President Obama made a forceful response to Donald Trump's proposed Muslim ban and his insistence that the act in Orlando be labeled as radical Islamic terrorism: "There's no magic to the phrase radical Islam ... What exactly would using this language accomplish? What exactly would it change? Would it make ISIL less committed to try and kill Americans? Would it bring in more allies? Is there a military strategy that is served by this? The answer is none of the above. Calling a threat by a different name does not make it go away." In other words, loose rhetoric and inflammatory tweets are dragging us into a heated public debate about which words to use to describe the motivations we imagine prompted a homicidal sociopath; even as it's clear that, after only a couple days, we're only getting a partial picture of what those motivations were. From The NYT's Max Fisher: Gays, Guns and Jihad: Motives Blur on Closer Scrutiny.

+ Instead of putting a name to the murderer, we should remember the names that really matter: Luis, Edward, Amanda, Christopher, Akyra. Meet the victims of the Orlando massacre, many of whom were celebrating in one of the few places they felt comfortable doing so. They deserve better than to be fodder for hate speech and a handful of self-serving tweets.

+ "If you've never understood a bar as a refuge, then maybe you've never felt the fear of showing affection to someone in public." Shavonte Zellous of the WNBA's NY Liberty: I Am Orlando.
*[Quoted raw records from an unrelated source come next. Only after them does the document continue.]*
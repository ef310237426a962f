//! Trailing-window profitability factors.
//!
//! Each stock's most recent quarters (20 by default, reported within the
//! last `lookback_days`) are reduced to six scalars:
//!
//! ```text
//! roe, roa, gross_margin    = mean over the window
//! fcf_to_assets             = mean(fcff_q / total_assets_q)
//! gross_profit_to_assets    = mean(gross_profit_q / total_assets_q)
//! cash_flow_quality         = mean((depreciation_q - Δworking_capital_q) / total_assets_q)
//! ```

use crate::{
    Dimension, Result,
    config::ProfitabilityConfig,
    panel::{Panel, StockSeries, factor_frame, finite},
    traits::{ConfigurableFactor, DataFrequency, Factor, InputKind},
};
use chrono::{Duration, NaiveDate};
use polars::prelude::*;

const ROE: usize = 0;
const ROA: usize = 1;
const GROSS_MARGIN: usize = 2;
const FCFF: usize = 3;
const GROSS_PROFIT: usize = 4;
const DEPRECIATION: usize = 5;
const WORKING_CAPITAL: usize = 6;
const TOTAL_ASSETS: usize = 7;

const METRICS: [&str; 8] = [
    "roe",
    "roa",
    "gross_margin",
    "fcff",
    "gross_profit",
    "depreciation",
    "working_capital",
    "total_assets",
];

/// Profitability factor family.
///
/// # Required Columns
/// - `symbol`, `date`: stock code and report date
/// - `roe`, `roa`, `gross_margin`: reported ratios
/// - `fcff`, `gross_profit`, `depreciation`, `working_capital`, `total_assets`
///
/// # Returns
/// DataFrame with `symbol` and one column per entry of
/// [`Dimension::Profitability`]'s factors.
#[derive(Debug, Clone, Default)]
pub struct ProfitabilityFactors {
    config: ProfitabilityConfig,
}

impl ProfitabilityFactors {
    fn compute_stock(&self, stock: &StockSeries) -> Result<Vec<Option<f64>>> {
        let window = stock.tail(self.config.window_quarters);
        let min_obs = self.config.min_observations;
        let assets = window.column(TOTAL_ASSETS);

        let values = [
            trailing_mean(window.column(ROE), min_obs),
            trailing_mean(window.column(ROA), min_obs),
            trailing_mean(window.column(GROSS_MARGIN), min_obs),
            trailing_mean(&per_period_ratio(window.column(FCFF), assets), min_obs),
            trailing_mean(&per_period_ratio(window.column(GROSS_PROFIT), assets), min_obs),
            trailing_mean(
                &cash_flow_quality(
                    window.column(DEPRECIATION),
                    window.column(WORKING_CAPITAL),
                    assets,
                ),
                min_obs,
            ),
        ];

        Dimension::Profitability
            .factors()
            .iter()
            .zip(values)
            .map(|(name, value)| finite(name, value))
            .collect()
    }
}

impl Factor for ProfitabilityFactors {
    fn name(&self) -> &str {
        "profitability"
    }

    fn description(&self) -> &str {
        "Trailing averages of return ratios, margins and cash-flow quality"
    }

    fn dimension(&self) -> Dimension {
        Dimension::Profitability
    }

    fn outputs(&self) -> &[&'static str] {
        Dimension::Profitability.factors()
    }

    fn input(&self) -> InputKind {
        InputKind::Financial
    }

    fn required_columns(&self) -> &[&str] {
        &[
            "symbol",
            "date",
            "roe",
            "roa",
            "gross_margin",
            "fcff",
            "gross_profit",
            "depreciation",
            "working_capital",
            "total_assets",
        ]
    }

    fn lookback(&self) -> usize {
        self.config.window_quarters
    }

    fn frequency(&self) -> DataFrequency {
        DataFrequency::Quarterly
    }

    fn compute_raw(&self, data: &LazyFrame, date: NaiveDate) -> Result<DataFrame> {
        let earliest = date - Duration::days(self.config.lookback_days);
        let filtered = data
            .clone()
            .filter(
                col("date")
                    .lt_eq(lit(date.to_string()))
                    .and(col("date").gt_eq(lit(earliest.to_string()))),
            )
            .collect()?;

        let panel = Panel::from_frame(&filtered, &METRICS)?;
        let rows = panel.fan_out(self.name(), |stock| self.compute_stock(stock));

        factor_frame(self.outputs(), rows)
    }
}

impl ConfigurableFactor for ProfitabilityFactors {
    type Config = ProfitabilityConfig;

    fn with_config(config: Self::Config) -> Self {
        Self { config }
    }

    fn config(&self) -> &Self::Config {
        &self.config
    }
}

/// Mean of the present values, or `None` with fewer than `min_obs` of them.
pub(crate) fn trailing_mean(values: &[Option<f64>], min_obs: usize) -> Option<f64> {
    let present: Vec<f64> = values.iter().flatten().copied().collect();
    if present.is_empty() || present.len() < min_obs {
        return None;
    }
    Some(present.iter().sum::<f64>() / present.len() as f64)
}

/// Period-by-period ratio; undefined where either side is missing or the
/// denominator is zero.
pub(crate) fn per_period_ratio(numerator: &[Option<f64>], denominator: &[Option<f64>]) -> Vec<Option<f64>> {
    numerator
        .iter()
        .zip(denominator)
        .map(|(num, den)| match (num, den) {
            (Some(n), Some(d)) if *d != 0.0 => Some(n / d),
            _ => None,
        })
        .collect()
}

/// `(depreciation - Δworking_capital) / total_assets` per period.
///
/// The first period has no working-capital change and is undefined.
pub(crate) fn cash_flow_quality(
    depreciation: &[Option<f64>],
    working_capital: &[Option<f64>],
    total_assets: &[Option<f64>],
) -> Vec<Option<f64>> {
    let delta = std::iter::once(None).chain(
        working_capital
            .windows(2)
            .map(|pair| Some(pair[1]? - pair[0]?)),
    );

    depreciation
        .iter()
        .zip(delta)
        .zip(total_assets)
        .map(|((dep, dwc), ta)| match (dep, dwc, ta) {
            (Some(dep), Some(dwc), Some(ta)) if *ta != 0.0 => Some((dep - dwc) / ta),
            _ => None,
        })
        .collect()
}

#[cfg(test)]
mod tests {
    use super::*;
    use approx::assert_relative_eq;

    fn quarterly_frame() -> DataFrame {
        df![
            "symbol" => ["AAA", "AAA", "AAA", "BBB", "BBB"],
            "date" => ["2023-09-30", "2023-12-31", "2024-03-31", "2023-12-31", "2024-03-31"],
            "roe" => [Some(10.0), Some(12.0), Some(14.0), Some(5.0), None],
            "roa" => [4.0, 5.0, 6.0, 2.0, 3.0],
            "gross_margin" => [30.0, 31.0, 32.0, 20.0, 22.0],
            "fcff" => [Some(10.0), Some(20.0), Some(30.0), None, Some(8.0)],
            "gross_profit" => [50.0, 60.0, 70.0, 10.0, 12.0],
            "depreciation" => [5.0, 6.0, 7.0, 1.0, 1.0],
            "working_capital" => [100.0, 110.0, 105.0, 40.0, 42.0],
            "total_assets" => [1000.0, 1000.0, 1000.0, 200.0, 200.0]
        ]
        .unwrap()
    }

    fn value(df: &DataFrame, symbol: &str, column: &str) -> Option<f64> {
        let symbols = df.column("symbol").unwrap().str().unwrap();
        let idx = (0..df.height())
            .find(|&i| symbols.get(i) == Some(symbol))
            .unwrap();
        df.column(column).unwrap().f64().unwrap().get(idx)
    }

    #[test]
    fn test_profitability_values() {
        let factor = ProfitabilityFactors::default();
        let result = factor
            .compute_raw(&quarterly_frame().lazy(), NaiveDate::from_ymd_opt(2024, 3, 31).unwrap())
            .unwrap();

        assert_eq!(result.shape(), (2, 7));
        assert_relative_eq!(value(&result, "AAA", "roe").unwrap(), 12.0);
        assert_relative_eq!(value(&result, "AAA", "fcf_to_assets").unwrap(), 0.02);
        assert_relative_eq!(value(&result, "AAA", "gross_profit_to_assets").unwrap(), 0.06);

        // (6 - 10) / 1000 and (7 + 5) / 1000
        assert_relative_eq!(value(&result, "AAA", "cash_flow_quality").unwrap(), 0.004);
    }

    #[test]
    fn test_simple_mean_needs_two_observations() {
        let factor = ProfitabilityFactors::default();
        let result = factor
            .compute_raw(&quarterly_frame().lazy(), NaiveDate::from_ymd_opt(2024, 3, 31).unwrap())
            .unwrap();

        assert!(value(&result, "BBB", "roe").is_none());
        assert_relative_eq!(value(&result, "BBB", "roa").unwrap(), 2.5);
    }

    #[test]
    fn test_ratio_factors_need_two_quarters() {
        let factor = ProfitabilityFactors::default();
        let result = factor
            .compute_raw(&quarterly_frame().lazy(), NaiveDate::from_ymd_opt(2024, 3, 31).unwrap())
            .unwrap();

        // BBB has one fcff quarter and one working-capital change.
        assert!(value(&result, "BBB", "fcf_to_assets").is_none());
        assert!(value(&result, "BBB", "cash_flow_quality").is_none());
        assert_relative_eq!(value(&result, "BBB", "gross_profit_to_assets").unwrap(), 0.055);
    }

    #[test]
    fn test_stale_reports_are_ignored() {
        let df = df![
            "symbol" => ["OLD", "OLD", "NEW", "NEW"],
            "date" => ["2016-12-31", "2017-03-31", "2023-12-31", "2024-03-31"],
            "roe" => [5.0, 7.0, 10.0, 12.0],
            "roa" => [1.0, 2.0, 3.0, 4.0],
            "gross_margin" => [20.0, 21.0, 30.0, 31.0],
            "fcff" => [1.0, 1.0, 2.0, 2.0],
            "gross_profit" => [5.0, 5.0, 6.0, 6.0],
            "depreciation" => [1.0, 1.0, 1.0, 1.0],
            "working_capital" => [10.0, 11.0, 20.0, 21.0],
            "total_assets" => [100.0, 100.0, 100.0, 100.0]
        ]
        .unwrap();

        let result = ProfitabilityFactors::default()
            .compute_raw(&df.lazy(), NaiveDate::from_ymd_opt(2024, 3, 31).unwrap())
            .unwrap();

        assert_eq!(result.height(), 1);
        assert_relative_eq!(value(&result, "NEW", "roe").unwrap(), 11.0);
    }

    #[test]
    fn test_evaluation_date_cutoff() {
        let factor = ProfitabilityFactors::default();
        let result = factor
            .compute_raw(&quarterly_frame().lazy(), NaiveDate::from_ymd_opt(2023, 12, 31).unwrap())
            .unwrap();

        assert_relative_eq!(value(&result, "AAA", "roe").unwrap(), 11.0);
        assert!(value(&result, "BBB", "roa").is_none());
    }

    #[test]
    fn test_window_is_configurable() {
        let factor = ProfitabilityFactors::with_config(ProfitabilityConfig {
            window_quarters: 2,
            min_observations: 2,
            ..Default::default()
        });
        assert_eq!(factor.lookback(), 2);

        let result = factor
            .compute_raw(&quarterly_frame().lazy(), NaiveDate::from_ymd_opt(2024, 3, 31).unwrap())
            .unwrap();
        assert_relative_eq!(value(&result, "AAA", "roe").unwrap(), 13.0);
    }

    #[test]
    fn test_cash_flow_quality_gaps() {
        let cfq = cash_flow_quality(
            &[Some(1.0), Some(1.0), Some(1.0)],
            &[Some(10.0), None, Some(12.0)],
            &[Some(100.0), Some(100.0), Some(100.0)],
        );
        assert_eq!(cfq, vec![None, None, None]);
        assert_eq!(trailing_mean(&cfq, 1), None);
    }

    #[test]
    fn test_missing_column() {
        let df = quarterly_frame().drop("fcff").unwrap();
        let factor = ProfitabilityFactors::default();
        let result = factor.compute_raw(&df.lazy(), NaiveDate::from_ymd_opt(2024, 3, 31).unwrap());
        assert!(matches!(result, Err(crate::ScoringError::MissingColumn(_))));
    }

    #[test]
    fn test_profitability_metadata() {
        let factor = ProfitabilityFactors::default();
        assert_eq!(factor.name(), "profitability");
        assert_eq!(factor.lookback(), 20);
        assert_eq!(factor.frequency(), DataFrequency::Quarterly);
        assert_eq!(factor.outputs().len(), 6);
    }
}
+ "I can't stop thinking about the possibility that someone like us was hurt or murdered at Pulse on Sunday morning, outed in the very worst way, in a phone call every family dreads." Matt Thompson in The Atlantic: To Be Outed in the Worst Possible Way.


Making Allowances

"There are many versions of the idea, but the most interesting is what's called a universal basic income: every year, every adult citizen in the U.S. would receive a stipend -- ten thousand dollars is a number often mentioned. (Children would receive a smaller allowance.)" Two forces -- the economic divide and the coming age of artificial intelligence -- are leading people back to an idea that's been around for a while. Here's James Surowiecki with some background on universal basic income and the case for free money.


Little Hands, Big Button

During this presidential election, candidates have often brought up the question of who you'd want to have the nuclear codes. But what powers does the president have when it comes to nukes? From Politico Magazine: What Exactly Would It Mean to Have Trump's Finger on the Nuclear Button? "With a single phone call, the commander in chief has virtually unlimited power to rain down nuclear weapons on any adversarial regime and country at any time." (I don't even have that kind of autonomous power over my remote control.)


Raising the Paddle

While public discourse often makes it feel like we don't care about one another, it turns out we do. Americans are giving more money to charity than ever before -- more than $1 billion a day.


People Love Eating Out

In part, it's because of changed times and increased female participation in the workforce. And in part, one imagines, it's because of easier ordering, faster delivery, and more options. But somewhere along the way, we stopped cooking. "For the last year, retail sales at US eating and drinking establishments have outrun those of grocery stores."


These Pipes Are Clean

"It's the idea that phone and cable companies should treat all of the traffic on their networks equally -- no blocking or slowing their competitors, and no fast lanes for companies that can pay more." A federal appeals court has upheld net neutrality. So for now, "these pipes are clean ... and how."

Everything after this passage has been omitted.